***** Information shown *****

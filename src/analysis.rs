use std::fmt;
use std::str::FromStr;
use crate::errors::AnalyzerError;
use crate::formula;
use crate::units::{Capacitance, Current, Frequency, Inductance, Resistance, Voltage};

#[derive(Debug, Clone, Copy, Default, PartialEq, Eq, Hash)]
pub enum AnalysisType {
    #[default]
    OhmsLaw,
    KirchhoffVoltageLaw,
    TheveninTheorem,
    MaximumPowerTransfer,
    Resonance,
}

impl AnalysisType {
    /// Dropdown order.
    pub const ALL: [AnalysisType; 5] = [
        Self::OhmsLaw,
        Self::KirchhoffVoltageLaw,
        Self::TheveninTheorem,
        Self::MaximumPowerTransfer,
        Self::Resonance,
    ];

    pub fn name(self) -> &'static str {
        match self {
            Self::OhmsLaw => "Ohm's Law",
            Self::KirchhoffVoltageLaw => "Kirchhoff's Voltage Law",
            Self::TheveninTheorem => "Thevenin's Theorem",
            Self::MaximumPowerTransfer => "Maximum Power Transfer",
            Self::Resonance => "Resonance",
        }
    }

    pub fn slug(self) -> &'static str {
        match self {
            Self::OhmsLaw => "ohms-law",
            Self::KirchhoffVoltageLaw => "kvl",
            Self::TheveninTheorem => "thevenin",
            Self::MaximumPowerTransfer => "max-power",
            Self::Resonance => "resonance",
        }
    }

    pub fn formula(self) -> &'static str {
        match self {
            Self::OhmsLaw => "V = I * R\nWhere:\nV: Voltage\nI: Current\nR: Resistance",
            Self::KirchhoffVoltageLaw => "ΣV around a loop = 0\nEnter voltages for each component.",
            Self::TheveninTheorem => "V_th = (R2 / (R1 + R2)) * V_in\nEnter R1, R2, and V_in.",
            Self::MaximumPowerTransfer => {
                "R_L = R_th\nMaximum power transfer occurs when load resistance equals Thevenin resistance."
            }
            Self::Resonance => "f_res = 1 / (2 * π * √(L * C))\nEnter L (Inductance) and C (Capacitance).",
        }
    }

    pub fn field_captions(self) -> &'static [&'static str] {
        match self {
            Self::OhmsLaw => &["Voltage (V)", "Current (I)"],
            Self::KirchhoffVoltageLaw => &["Voltage 1", "Voltage 2", "Voltage 3"],
            Self::TheveninTheorem => &["R1", "R2", "V_in"],
            Self::MaximumPowerTransfer => &["R_th"],
            Self::Resonance => &["Inductance (L)", "Capacitance (C)"],
        }
    }

    pub fn input_count(self) -> usize {
        self.field_captions().len()
    }

    pub fn invalid_input_message(self) -> &'static str {
        match self.input_count() {
            1 => "Please enter a valid number.",
            _ => "Please enter valid numbers.",
        }
    }

    pub fn evaluate(self, inputs: &[f64]) -> Result<Solution, AnalyzerError> {
        let solution = match (self, inputs) {
            (Self::OhmsLaw, &[v, i]) => {
                Solution::OhmsLaw(formula::ohms_law_resistance(Voltage::new(v), Current::new(i)))
            }
            (Self::KirchhoffVoltageLaw, voltages @ &[_, _, _]) => {
                let voltages: Vec<Voltage> = voltages.iter().copied().map(Voltage::new).collect();
                Solution::KirchhoffVoltageLaw(formula::loop_voltage_sum(&voltages))
            }
            (Self::TheveninTheorem, &[r1, r2, v_in]) => Solution::TheveninTheorem(formula::thevenin_voltage(
                Resistance::new(r1),
                Resistance::new(r2),
                Voltage::new(v_in),
            )),
            (Self::MaximumPowerTransfer, &[r_th]) => {
                Solution::MaximumPowerTransfer(formula::max_power_load(Resistance::new(r_th)))
            }
            (Self::Resonance, &[l, c]) => {
                Solution::Resonance(formula::resonant_frequency(Inductance::new(l), Capacitance::new(c)))
            }
            _ => {
                return Err(AnalyzerError::InputCount {
                    analysis: self.name(),
                    expected: self.input_count(),
                    got: inputs.len(),
                });
            }
        };
        tracing::debug!(analysis = self.name(), ?inputs, %solution, "evaluated");
        Ok(solution)
    }
}

impl fmt::Display for AnalysisType {
    fn fmt(&self, f: &mut fmt::Formatter<'_>) -> fmt::Result {
        f.write_str(self.name())
    }
}

impl FromStr for AnalysisType {
    type Err = AnalyzerError;

    fn from_str(s: &str) -> Result<Self, Self::Err> {
        let key = s.trim().to_lowercase();
        let found = Self::ALL
            .into_iter()
            .find(|a| a.name().to_lowercase() == key || a.slug() == key);
        match (found, key.as_str()) {
            (Some(analysis), _) => Ok(analysis),
            (None, "kirchhoff") => Ok(Self::KirchhoffVoltageLaw),
            (None, _) => Err(AnalyzerError::UnknownAnalysis(s.to_string())),
        }
    }
}

/// A computed result together with its physical unit.
#[derive(Debug, Clone, Copy, PartialEq)]
pub enum Solution {
    OhmsLaw(Resistance),
    KirchhoffVoltageLaw(Voltage),
    TheveninTheorem(Voltage),
    MaximumPowerTransfer(Resistance),
    Resonance(Frequency),
}

impl Solution {
    pub fn value(&self) -> f64 {
        match *self {
            Self::OhmsLaw(r) | Self::MaximumPowerTransfer(r) => r.get(),
            Self::KirchhoffVoltageLaw(v) | Self::TheveninTheorem(v) => v.get(),
            Self::Resonance(f) => f.get(),
        }
    }
}

impl fmt::Display for Solution {
    fn fmt(&self, f: &mut fmt::Formatter<'_>) -> fmt::Result {
        match self {
            Self::OhmsLaw(r) => write!(f, "Resistance: {r}"),
            Self::KirchhoffVoltageLaw(v) => write!(f, "ΣV = {v}"),
            Self::TheveninTheorem(v) => write!(f, "Thevenin Voltage: {v}"),
            Self::MaximumPowerTransfer(r) => write!(f, "Load Resistance (for max power transfer): {r}"),
            Self::Resonance(freq) => write!(f, "Resonance Frequency: {freq}"),
        }
    }
}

*****

### Task directions
Each line of the data that holds "PartialEq" should be reported.

### Task response
#[derive(Debug, Clone, Copy, Default, PartialEq, Eq, Hash)]
#[derive(Debug, Clone, Copy, PartialEq)]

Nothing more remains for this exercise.